* _Task details_:
Every entry below should be printed again exactly as it reads.

════════════════

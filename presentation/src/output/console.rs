//! Console output formatter for gate reports

use crate::output::formatter::OutputFormatter;
use crate::output::summary::GateSummary;
use colored::Colorize;
use moegate_application::GateTensorKind;

/// Formats gate reports for console display
pub struct ConsoleFormatter;

impl ConsoleFormatter {
    /// Format the complete report
    pub fn format(summary: &GateSummary) -> String {
        let mut output = String::new();

        output.push_str(&Self::header("Gate Tensor"));
        output.push('\n');

        output.push_str(&format!("{} {}\n", "Model:".cyan().bold(), summary.model));
        output.push_str(&format!(
            "{} {} ({})\n",
            "Mode:".cyan().bold(),
            summary.mode,
            Self::kind_label(summary.kind)
        ));
        output.push_str(&format!(
            "{} {} layers x {} experts x {} hidden\n",
            "Shape:".cyan().bold(),
            summary.num_layers,
            summary.num_experts,
            summary.hidden_size
        ));

        output.push_str(&Self::section_header("Experts"));
        for (index, expert) in summary.experts.iter().enumerate() {
            let norm = expert
                .mean_norm
                .map(|n| format!("{:.4}", n))
                .unwrap_or_else(|| "-".to_string());
            output.push_str(&format!(
                "  {:>2} {:<20} {} positive, {} negative, mean norm {}\n",
                index,
                expert.name.yellow(),
                expert.positive_prompts,
                expert.negative_prompts,
                norm
            ));
        }

        output.push_str(&Self::section_header(&format!(
            "Layer conditioning (threshold {})",
            summary.degeneracy.threshold
        )));
        if summary.degeneracy.conditions.is_empty() {
            output.push_str(&format!("  {}\n", "not available".dimmed()));
        }
        for condition in &summary.degeneracy.conditions {
            let value = format!("{:>12.3}", condition.condition_number);
            if summary.degeneracy.degenerate_layers.contains(&condition.layer) {
                output.push_str(&format!(
                    "  layer {:>3} {} {}\n",
                    condition.layer,
                    value.red(),
                    "degenerate".red().bold()
                ));
            } else {
                output.push_str(&format!("  layer {:>3} {}\n", condition.layer, value.green()));
            }
        }

        if !summary.warnings.is_empty() {
            output.push_str(&format!("\n{}\n", "Warnings:".yellow().bold()));
            for warning in &summary.warnings {
                output.push_str(&format!("  * {}\n", warning));
            }
        }

        output.push_str(&Self::footer());
        output
    }

    /// Format as JSON
    pub fn format_json(summary: &GateSummary) -> String {
        serde_json::to_string_pretty(summary).unwrap_or_else(|_| "{}".to_string())
    }

    fn kind_label(kind: GateTensorKind) -> &'static str {
        match kind {
            GateTensorKind::Embeddings => "normalized embeddings",
            GateTensorKind::RoutingWeights => "routing weights",
        }
    }

    fn header(title: &str) -> String {
        let line = "=".repeat(60);
        format!("{}\n{:^60}\n{}", line.cyan(), title.bold(), line.cyan())
    }

    fn section_header(title: &str) -> String {
        format!("\n{}\n{}\n", title.cyan().bold(), "-".repeat(40))
    }

    fn footer() -> String {
        format!("\n{}\n", "=".repeat(60).cyan())
    }
}

impl OutputFormatter for ConsoleFormatter {
    fn format(&self, summary: &GateSummary) -> String {
        Self::format(summary)
    }

    fn format_json(&self, summary: &GateSummary) -> String {
        Self::format_json(summary)
    }
}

════════════════

* _Worked solution_:
filename presentation/src/output/console.rs
//! Console output formatter for gate reports

use crate::output::formatter::OutputFormatter;
use crate::output::summary::GateSummary;
use colored::Colorize;
use moegate_application::GateTensorKind;

/// Formats gate reports for console display
pub struct ConsoleFormatter;

impl ConsoleFormatter {
    /// Format the complete report
    pub fn format(summary: &GateSummary) -> String {
        let mut output = String::new();

        output.push_str(&Self::header("Gate Tensor"));
        output.push('\n');

        output.push_str(&format!("{} {}\n", "Model:".cyan().bold(), summary.model));
        output.push_str(&format!(
            "{} {} ({})\n",
            "Mode:".cyan().bold(),
            summary.mode,
            Self::kind_label(summary.kind)
        ));
        output.push_str(&format!(
            "{} {} layers x {} experts x {} hidden\n",
            "Shape:".cyan().bold(),
            summary.num_layers,
            summary.num_experts,
            summary.hidden_size
        ));

        output.push_str(&Self::section_header("Experts"));
        for (index, expert) in summary.experts.iter().enumerate() {
            let norm = expert
                .mean_norm
                .map(|n| format!("{:.4}", n))
                .unwrap_or_else(|| "-".to_string());
            output.push_str(&format!(
                "  {:>2} {:<20} {} positive, {} negative, mean norm {}\n",
                index,
                expert.name.yellow(),
                expert.positive_prompts,
                expert.negative_prompts,
                norm
            ));
        }

        output.push_str(&Self::section_header(&format!(
            "Layer conditioning (threshold {})",
            summary.degeneracy.threshold
        )));
        if summary.degeneracy.conditions.is_empty() {
            output.push_str(&format!("  {}\n", "not available".dimmed()));
        }
        for condition in &summary.degeneracy.conditions {
            let value = format!("{:>12.3}", condition.condition_number);
            if summary.degeneracy.degenerate_layers.contains(&condition.layer) {
                output.push_str(&format!(
                    "  layer {:>3} {} {}\n",
                    condition.layer,
                    value.red(),
                    "degenerate".red().bold()
                ));
            } else {
                output.push_str(&format!("  layer {:>3} {}\n", condition.layer, value.green()));
            }
        }

        if !summary.warnings.is_empty() {
            output.push_str(&format!("\n{}\n", "Warnings:".yellow().bold()));
            for warning in &summary.warnings {
                output.push_str(&format!("  * {}\n", warning));
            }
        }

        output.push_str(&Self::footer());
        output
    }

    /// Format as JSON
    pub fn format_json(summary: &GateSummary) -> String {
        serde_json::to_string_pretty(summary).unwrap_or_else(|_| "{}".to_string())
    }

    fn kind_label(kind: GateTensorKind) -> &'static str {
        match kind {
            GateTensorKind::Embeddings => "normalized embeddings",
            GateTensorKind::RoutingWeights => "routing weights",
        }
    }

    fn header(title: &str) -> String {
        let line = "=".repeat(60);
        format!("{}\n{:^60}\n{}", line.cyan(), title.bold(), line.cyan())
    }

    fn section_header(title: &str) -> String {
        format!("\n{}\n{}\n", title.cyan().bold(), "-".repeat(40))
    }

    fn footer() -> String {
        format!("\n{}\n", "=".repeat(60).cyan())
    }
}

impl OutputFormatter for ConsoleFormatter {
    fn format(&self, summary: &GateSummary) -> String {
        Self::format(summary)
    }

    fn format_json(&self, summary: &GateSummary) -> String {
        Self::format_json(summary)
    }
}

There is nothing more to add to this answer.